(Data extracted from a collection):
=== Section Start ===

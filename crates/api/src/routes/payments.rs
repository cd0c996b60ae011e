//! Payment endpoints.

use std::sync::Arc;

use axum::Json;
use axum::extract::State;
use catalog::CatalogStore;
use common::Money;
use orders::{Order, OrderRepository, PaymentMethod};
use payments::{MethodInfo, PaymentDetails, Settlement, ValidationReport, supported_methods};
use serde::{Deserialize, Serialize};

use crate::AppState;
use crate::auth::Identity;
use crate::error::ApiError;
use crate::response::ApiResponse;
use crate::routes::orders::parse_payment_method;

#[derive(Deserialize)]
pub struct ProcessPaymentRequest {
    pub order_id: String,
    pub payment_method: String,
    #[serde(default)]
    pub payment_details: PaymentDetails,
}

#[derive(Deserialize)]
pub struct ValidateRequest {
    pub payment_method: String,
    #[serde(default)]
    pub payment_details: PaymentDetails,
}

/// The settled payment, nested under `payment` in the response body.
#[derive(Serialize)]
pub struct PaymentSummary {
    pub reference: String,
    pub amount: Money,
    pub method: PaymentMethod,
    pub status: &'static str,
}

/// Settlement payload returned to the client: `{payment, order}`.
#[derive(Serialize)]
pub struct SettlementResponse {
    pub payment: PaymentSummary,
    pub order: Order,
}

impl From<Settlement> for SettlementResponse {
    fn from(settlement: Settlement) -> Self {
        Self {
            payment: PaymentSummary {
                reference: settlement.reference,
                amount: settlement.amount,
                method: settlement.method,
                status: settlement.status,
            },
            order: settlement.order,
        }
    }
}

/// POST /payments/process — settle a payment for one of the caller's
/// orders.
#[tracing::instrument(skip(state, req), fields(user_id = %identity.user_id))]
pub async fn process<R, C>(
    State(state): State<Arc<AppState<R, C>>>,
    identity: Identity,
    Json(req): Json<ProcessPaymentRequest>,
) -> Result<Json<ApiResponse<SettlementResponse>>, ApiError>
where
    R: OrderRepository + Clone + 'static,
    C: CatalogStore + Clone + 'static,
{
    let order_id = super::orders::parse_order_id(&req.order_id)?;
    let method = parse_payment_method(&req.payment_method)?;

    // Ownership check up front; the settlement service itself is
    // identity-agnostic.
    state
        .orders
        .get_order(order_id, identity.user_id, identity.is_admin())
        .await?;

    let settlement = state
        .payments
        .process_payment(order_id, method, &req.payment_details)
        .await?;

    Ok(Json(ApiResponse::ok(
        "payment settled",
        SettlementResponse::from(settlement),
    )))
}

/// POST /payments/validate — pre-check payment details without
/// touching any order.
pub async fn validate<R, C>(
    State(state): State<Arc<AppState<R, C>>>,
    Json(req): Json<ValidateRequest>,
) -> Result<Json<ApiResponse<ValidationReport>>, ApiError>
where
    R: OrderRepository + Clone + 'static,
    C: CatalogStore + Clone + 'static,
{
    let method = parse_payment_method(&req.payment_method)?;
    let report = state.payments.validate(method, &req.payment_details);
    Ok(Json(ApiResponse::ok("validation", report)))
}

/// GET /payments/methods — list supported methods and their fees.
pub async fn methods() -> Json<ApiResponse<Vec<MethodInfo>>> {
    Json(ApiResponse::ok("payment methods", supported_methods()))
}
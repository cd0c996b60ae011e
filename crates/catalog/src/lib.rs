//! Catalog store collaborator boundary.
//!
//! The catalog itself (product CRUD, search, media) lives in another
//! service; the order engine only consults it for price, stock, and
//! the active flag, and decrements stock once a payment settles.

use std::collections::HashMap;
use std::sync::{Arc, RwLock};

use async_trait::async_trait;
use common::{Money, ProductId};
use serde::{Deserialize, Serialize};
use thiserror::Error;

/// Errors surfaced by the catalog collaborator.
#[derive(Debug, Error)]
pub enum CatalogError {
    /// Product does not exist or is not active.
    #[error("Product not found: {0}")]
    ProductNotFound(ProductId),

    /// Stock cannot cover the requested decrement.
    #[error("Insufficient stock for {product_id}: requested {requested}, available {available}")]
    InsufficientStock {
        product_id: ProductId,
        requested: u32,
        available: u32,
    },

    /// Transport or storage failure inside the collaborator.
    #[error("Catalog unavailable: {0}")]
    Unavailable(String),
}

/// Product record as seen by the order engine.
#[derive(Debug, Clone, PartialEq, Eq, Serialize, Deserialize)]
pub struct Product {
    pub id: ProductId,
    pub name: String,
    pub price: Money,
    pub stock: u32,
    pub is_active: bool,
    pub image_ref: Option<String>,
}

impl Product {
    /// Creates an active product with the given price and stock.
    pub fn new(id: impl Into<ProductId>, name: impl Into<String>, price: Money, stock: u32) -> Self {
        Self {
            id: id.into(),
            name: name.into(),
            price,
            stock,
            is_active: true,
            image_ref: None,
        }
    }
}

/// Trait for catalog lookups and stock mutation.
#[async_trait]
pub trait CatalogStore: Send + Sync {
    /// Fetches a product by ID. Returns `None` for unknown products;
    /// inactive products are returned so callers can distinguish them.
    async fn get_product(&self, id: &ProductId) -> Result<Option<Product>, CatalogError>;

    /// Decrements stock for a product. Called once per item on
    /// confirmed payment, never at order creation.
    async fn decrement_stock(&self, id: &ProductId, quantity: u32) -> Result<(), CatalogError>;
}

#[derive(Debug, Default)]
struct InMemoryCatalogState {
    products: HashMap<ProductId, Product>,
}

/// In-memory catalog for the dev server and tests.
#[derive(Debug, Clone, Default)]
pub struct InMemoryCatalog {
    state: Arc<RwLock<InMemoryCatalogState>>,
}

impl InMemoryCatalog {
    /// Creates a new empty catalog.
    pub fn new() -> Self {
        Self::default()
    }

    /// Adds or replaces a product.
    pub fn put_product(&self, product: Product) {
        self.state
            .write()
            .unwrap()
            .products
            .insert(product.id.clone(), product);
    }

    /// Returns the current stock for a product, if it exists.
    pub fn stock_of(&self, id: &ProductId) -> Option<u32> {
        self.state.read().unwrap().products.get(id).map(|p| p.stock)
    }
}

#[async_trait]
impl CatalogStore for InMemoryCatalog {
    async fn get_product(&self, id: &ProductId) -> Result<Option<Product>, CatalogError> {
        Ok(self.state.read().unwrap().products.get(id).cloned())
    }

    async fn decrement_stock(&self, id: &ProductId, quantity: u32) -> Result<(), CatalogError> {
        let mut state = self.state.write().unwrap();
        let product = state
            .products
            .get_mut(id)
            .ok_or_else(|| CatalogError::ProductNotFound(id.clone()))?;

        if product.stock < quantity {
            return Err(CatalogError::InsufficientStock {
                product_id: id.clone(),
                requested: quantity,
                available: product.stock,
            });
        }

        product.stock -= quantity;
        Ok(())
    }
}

=== Section End ===

(Task to complete): All that belongs in the answer is the run of lines above from the line containing "price, stock, and" through the line containing "#[derive(Debug, Error)]", exactly as written.

(Exercise output):
//! service; the order engine only consults it for price, stock, and
//! the active flag, and decrements stock once a payment settles.

use std::collections::HashMap;
use std::sync::{Arc, RwLock};

use async_trait::async_trait;
use common::{Money, ProductId};
use serde::{Deserialize, Serialize};
use thiserror::Error;

/// Errors surfaced by the catalog collaborator.
#[derive(Debug, Error)]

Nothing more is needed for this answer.